**Dataset**
========================

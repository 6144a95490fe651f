use axum::{
    http::StatusCode,
    response::{IntoResponse, Response},
    Json,
};
use relay::errors::AgentError;
use serde_json::json;
use thiserror::Error;

#[derive(Error, Debug)]
pub enum ConfigError {
    #[error("Missing required environment variable: {env_var}")]
    MissingEnvVar { env_var: String },

    #[error("Configuration error: {0}")]
    Other(#[from] config::ConfigError),
}

/// Map a dotted settings path to the environment variable that sets it
pub fn to_env_var(field_path: &str) -> String {
    format!("RELAY_{}", field_path.replace('.', "__").to_uppercase())
}

#[derive(Error, Debug)]
pub enum ApiError {
    #[error("{0}")]
    BadRequest(String),

    #[error("Session {0} not found")]
    SessionNotFound(String),

    #[error("Session {0} is not accepting input")]
    SessionClosed(String),

    #[error(transparent)]
    Agent(#[from] AgentError),
}

impl ApiError {
    pub fn status(&self) -> StatusCode {
        match self {
            ApiError::BadRequest(_) => StatusCode::BAD_REQUEST,
            ApiError::SessionNotFound(_) => StatusCode::NOT_FOUND,
            ApiError::SessionClosed(_) => StatusCode::CONFLICT,
            ApiError::Agent(AgentError::UnknownContinuation { answered: false, .. }) => {
                StatusCode::NOT_FOUND
            }
            ApiError::Agent(AgentError::UnknownContinuation { answered: true, .. })
            | ApiError::Agent(AgentError::ConversationInFlight) => StatusCode::CONFLICT,
            ApiError::Agent(_) => StatusCode::INTERNAL_SERVER_ERROR,
        }
    }
}

impl IntoResponse for ApiError {
    fn into_response(self) -> Response {
        let status = self.status();
        if status.is_server_error() {
            tracing::error!("Request failed: {}", self);
        }
        (status, Json(json!({ "error": self.to_string() }))).into_response()
    }
}
use anyhow::{anyhow, Context, Result};
use cliclack::{input, spinner};
use futures::StreamExt;
use relay::agent::{AgentConfig, AgentCore, EventStream};
use relay::engine::scripted::{Script, ScriptedEngine};
use relay::models::event::{Event, EventKind};
use std::collections::VecDeque;
use std::path::PathBuf;
use std::sync::Arc;

use crate::render;

pub struct RunOptions {
    pub message: String,
    pub script: Option<PathBuf>,
    pub agent: Option<String>,
    pub answers: Vec<String>,
    pub max_rounds: usize,
}

/// Where answers to input requests come from: given answers first, then the terminal
pub struct Answers {
    given: VecDeque<String>,
    interactive: bool,
}

impl Answers {
    pub fn new(given: Vec<String>, interactive: bool) -> Self {
        Answers {
            given: given.into(),
            interactive,
        }
    }

    pub async fn next(&mut self, prompt: &str) -> Result<String> {
        if let Some(answer) = self.given.pop_front() {
            println!("{} {}", console::style(prompt).bold(), answer);
            return Ok(answer);
        }
        if !self.interactive {
            return Err(anyhow!("No answer left for input request: {}", prompt));
        }

        let prompt = prompt.to_string();
        let answer: String = tokio::task::spawn_blocking(move || {
            input(prompt).placeholder("").interact()
        })
        .await
        .context("Input prompt failed")??;
        Ok(answer)
    }
}

/// Drain one conversation, answering every input request as it arrives.
/// Ctrl-C cancels the conversation, which still ends with its terminal event.
pub async fn converse(
    agent: &AgentCore,
    mut stream: EventStream,
    answers: &mut Answers,
) -> Result<Vec<Event>> {
    let mut seen = Vec::new();
    loop {
        tokio::select! {
            next = stream.next() => {
                let Some(event) = next else {
                    break;
                };
                render::event(&event)?;
                if event.kind() == EventKind::InputRequest {
                    let answer = answers.next(event.prompt()).await?;
                    agent.respond(event.id(), &answer)?;
                }
                seen.push(event);
            }
            _ = tokio::signal::ctrl_c() => {
                agent.cancel();
            }
        }
    }
    Ok(seen)
}

/// The core for a run: the given script, or the built-in planner
pub fn build_agent(options: &RunOptions) -> Result<AgentCore> {
    let script = match &options.script {
        Some(path) => Script::load(path)?,
        None => Script::demo(),
    };
    Ok(AgentCore::with_config(
        Arc::new(ScriptedEngine::new(script)),
        AgentConfig {
            max_rounds: options.max_rounds,
        },
    ))
}

pub async fn execute(options: RunOptions) -> Result<()> {
    let agent = build_agent(&options)?;

    let spin = spinner();
    spin.start("starting conversation");
    let stream = match &options.agent {
        Some(name) => agent.chat_with(name, &options.message)?,
        None => agent.chat(&options.message)?,
    };
    spin.stop("");

    let mut answers = Answers::new(options.answers, true);
    let events = converse(&agent, stream, &mut answers).await?;

    match events.last() {
        Some(event) if event.kind() == EventKind::Error => {
            Err(anyhow!("Conversation failed: {}", event.content()))
        }
        _ => Ok(()),
    }
}
//! Strict schema validation for candidate SlideSpec values.
//!
//! The validator is a pure function: no I/O, no mutation of the input. It is
//! deliberately strict — unknown keys anywhere are errors, not warnings — so
//! malformed provider output routes through [`crate::recovery`] instead of
//! silently passing through.

use serde_json::Value;

use crate::spec::{SlideLayout, SlideSpec};

/// Outcome of validating a candidate value.
#[derive(Debug, Clone)]
pub enum Validation {
    /// The candidate is a well-formed SlideSpec (colors normalized).
    Valid(SlideSpec),
    /// One message per offending field.
    Invalid { errors: Vec<String> },
}

impl Validation {
    pub fn is_valid(&self) -> bool {
        matches!(self, Validation::Valid(_))
    }

    pub fn into_result(self) -> Result<SlideSpec, Vec<String>> {
        match self {
            Validation::Valid(spec) => Ok(spec),
            Validation::Invalid { errors } => Err(errors),
        }
    }

    pub fn errors(&self) -> &[String] {
        match self {
            Validation::Valid(_) => &[],
            Validation::Invalid { errors } => errors,
        }
    }
}

/// Top-level keys a SlideSpec may carry, in wire casing.
pub(crate) const ALLOWED_KEYS: [&str; 15] = [
    "title",
    "layout",
    "bullets",
    "paragraph",
    "left",
    "right",
    "contentItems",
    "chart",
    "timeline",
    "comparisonTable",
    "processSteps",
    "imagePrompt",
    "notes",
    "sources",
    "design",
];

/// The content field a layout cannot do without, if any.
pub(crate) fn required_field(layout: SlideLayout) -> Option<&'static str> {
    match layout {
        SlideLayout::TitleBullets => Some("bullets"),
        SlideLayout::TitleParagraph | SlideLayout::Quote => Some("paragraph"),
        SlideLayout::TwoColumn => Some("left"),
        SlideLayout::Chart => Some("chart"),
        SlideLayout::Timeline => Some("timeline"),
        SlideLayout::ComparisonTable => Some("comparisonTable"),
        SlideLayout::ProcessSteps => Some("processSteps"),
        SlideLayout::ImageFocus => Some("imagePrompt"),
        SlideLayout::TitleOnly => None,
    }
}

/// Validate an arbitrary value against the SlideSpec shape.
///
/// Returns [`Validation::Valid`] with the typed spec (hex colors normalized
/// to 6 digits) or [`Validation::Invalid`] with one error per offending
/// field. Exposed standalone so API/rendering layers can re-validate specs
/// supplied directly by clients.
pub fn safe_validate_slide_spec(candidate: &Value) -> Validation {
    let errors = collect_errors(candidate);
    if !errors.is_empty() {
        return Validation::Invalid { errors };
    }

    match serde_json::from_value::<SlideSpec>(candidate.clone()) {
        Ok(mut spec) => {
            if let Some(design) = &mut spec.design {
                if let Some(c) = &design.accent_color {
                    design.accent_color = normalize_hex(c);
                }
                if let Some(c) = &design.secondary_color {
                    design.secondary_color = normalize_hex(c);
                }
            }
            Validation::Valid(spec)
        }
        Err(e) => Validation::Invalid {
            errors: vec![format!("deserialization: {e}")],
        },
    }
}

fn collect_errors(candidate: &Value) -> Vec<String> {
    let mut errors = Vec::new();

    let Some(map) = candidate.as_object() else {
        return vec!["root: expected a JSON object".into()];
    };

    for key in map.keys() {
        if !ALLOWED_KEYS.contains(&key.as_str()) {
            errors.push(format!("{key}: unexpected key"));
        }
    }

    match map.get("title") {
        Some(Value::String(t)) if !t.trim().is_empty() => {}
        Some(Value::String(_)) => errors.push("title: must be a non-empty string".into()),
        Some(_) => errors.push("title: must be a string".into()),
        None => errors.push("title: required non-empty string".into()),
    }

    let layout = match map.get("layout") {
        Some(Value::String(tag)) => match SlideLayout::from_tag(tag) {
            Some(layout) => Some(layout),
            None => {
                errors.push(format!(
                    "layout: '{tag}' is not one of {:?}",
                    SlideLayout::ALL
                ));
                None
            }
        },
        Some(_) => {
            errors.push("layout: must be a string".into());
            None
        }
        None => {
            errors.push("layout: required".into());
            None
        }
    };

    if let Some(layout) = layout {
        if let Some(field) = required_field(layout) {
            if !map.contains_key(field) {
                errors.push(format!("{field}: required for layout '{}'", layout.tag()));
            }
            // two-column needs both sides
            if layout == SlideLayout::TwoColumn && !map.contains_key("right") {
                errors.push("right: required for layout 'two-column'".into());
            }
        }
    }

    for (key, value) in map {
        errors.extend(field_errors(key, value));
    }

    errors
}

/// Shape errors for one optional field, independent of layout. Empty for
/// `title`/`layout` (handled above) and well-formed fields.
pub(crate) fn field_errors(key: &str, value: &Value) -> Vec<String> {
    let mut errors = Vec::new();
    match key {
        "bullets" => check_string_array(key, value, &mut errors),
        "paragraph" | "imagePrompt" | "notes" => {
            if !value.is_string() {
                errors.push(format!("{key}: must be a string"));
            }
        }
        "left" | "right" => check_side(key, value, &mut errors),
        "contentItems" => check_content_items(value, &mut errors),
        "chart" => check_chart(value, &mut errors),
        "timeline" => check_timeline(value, &mut errors),
        "comparisonTable" => check_comparison_table(value, &mut errors),
        "processSteps" => check_process_steps(value, &mut errors),
        "sources" => check_string_array(key, value, &mut errors),
        "design" => check_design(value, &mut errors),
        _ => {}
    }
    errors
}

fn check_string_array(key: &str, value: &Value, errors: &mut Vec<String>) {
    match value.as_array() {
        Some(items) => {
            for (i, item) in items.iter().enumerate() {
                if !item.is_string() {
                    errors.push(format!("{key}[{i}]: must be a string"));
                }
            }
        }
        None => errors.push(format!("{key}: must be an array of strings")),
    }
}

fn check_side(key: &str, value: &Value, errors: &mut Vec<String>) {
    let Some(map) = value.as_object() else {
        errors.push(format!("{key}: must be an object"));
        return;
    };
    for (k, v) in map {
        match k.as_str() {
            "heading" | "paragraph" => {
                if !v.is_string() {
                    errors.push(format!("{key}.{k}: must be a string"));
                }
            }
            "bullets" => check_string_array(&format!("{key}.bullets"), v, errors),
            other => errors.push(format!("{key}.{other}: unexpected key")),
        }
    }
}

fn check_content_items(value: &Value, errors: &mut Vec<String>) {
    let Some(items) = value.as_array() else {
        errors.push("contentItems: must be an array".into());
        return;
    };
    for (i, item) in items.iter().enumerate() {
        let Some(map) = item.as_object() else {
            errors.push(format!("contentItems[{i}]: must be an object"));
            continue;
        };
        if !map.get("type").is_some_and(Value::is_string) {
            errors.push(format!("contentItems[{i}].type: required string"));
        }
        if !map.get("content").is_some_and(Value::is_string) {
            errors.push(format!("contentItems[{i}].content: required string"));
        }
        for k in map.keys() {
            if k != "type" && k != "content" {
                errors.push(format!("contentItems[{i}].{k}: unexpected key"));
            }
        }
    }
}

fn check_chart(value: &Value, errors: &mut Vec<String>) {
    let Some(map) = value.as_object() else {
        errors.push("chart: must be an object".into());
        return;
    };
    for k in map.keys() {
        if !["chartType", "categories", "series"].contains(&k.as_str()) {
            errors.push(format!("chart.{k}: unexpected key"));
        }
    }

    let chart_type = map.get("chartType").and_then(Value::as_str);
    match chart_type {
        Some("bar" | "line" | "pie" | "area") => {}
        Some(other) => errors.push(format!(
            "chart.chartType: '{other}' is not one of [\"bar\", \"line\", \"pie\", \"area\"]"
        )),
        None => errors.push("chart.chartType: required".into()),
    }

    let categories_len = match map.get("categories").and_then(Value::as_array) {
        Some(cats) => {
            for (i, c) in cats.iter().enumerate() {
                if !c.is_string() {
                    errors.push(format!("chart.categories[{i}]: must be a string"));
                }
            }
            Some(cats.len())
        }
        None => {
            errors.push("chart.categories: required array of strings".into());
            None
        }
    };

    let Some(series) = map.get("series").and_then(Value::as_array) else {
        errors.push("chart.series: required array".into());
        return;
    };
    if series.is_empty() {
        errors.push("chart.series: must not be empty".into());
    }
    if chart_type == Some("pie") && series.len() != 1 {
        errors.push(format!(
            "chart.series: pie charts require exactly 1 series, got {}",
            series.len()
        ));
    }
    for (i, s) in series.iter().enumerate() {
        let Some(smap) = s.as_object() else {
            errors.push(format!("chart.series[{i}]: must be an object"));
            continue;
        };
        if !smap.get("name").is_some_and(Value::is_string) {
            errors.push(format!("chart.series[{i}].name: required string"));
        }
        match smap.get("data").and_then(Value::as_array) {
            Some(data) => {
                for (j, d) in data.iter().enumerate() {
                    if !d.is_number() {
                        errors.push(format!("chart.series[{i}].data[{j}]: must be a number"));
                    }
                }
                if let Some(expected) = categories_len {
                    if data.len() != expected {
                        errors.push(format!(
                            "chart.series[{i}].data: length {} does not match {} categories",
                            data.len(),
                            expected
                        ));
                    }
                }
            }
            None => errors.push(format!("chart.series[{i}].data: required array of numbers")),
        }
        for k in smap.keys() {
            if k != "name" && k != "data" {
                errors.push(format!("chart.series[{i}].{k}: unexpected key"));
            }
        }
    }
}

fn check_timeline(value: &Value, errors: &mut Vec<String>) {
    let Some(items) = value.as_array() else {
        errors.push("timeline: must be an array".into());
        return;
    };
    for (i, item) in items.iter().enumerate() {
        let Some(map) = item.as_object() else {
            errors.push(format!("timeline[{i}]: must be an object"));
            continue;
        };
        if !map.get("label").is_some_and(Value::is_string) {
            errors.push(format!("timeline[{i}].label: required string"));
        }
        if let Some(d) = map.get("detail") {
            if !d.is_string() {
                errors.push(format!("timeline[{i}].detail: must be a string"));
            }
        }
        for k in map.keys() {
            if k != "label" && k != "detail" {
                errors.push(format!("timeline[{i}].{k}: unexpected key"));
            }
        }
    }
}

========================

**Exercise**
Every line above that holds the string "answered" should be returned.

**Answer for this exercise**
            ApiError::Agent(AgentError::UnknownContinuation { answered: false, .. }) => {
            ApiError::Agent(AgentError::UnknownContinuation { answered: true, .. })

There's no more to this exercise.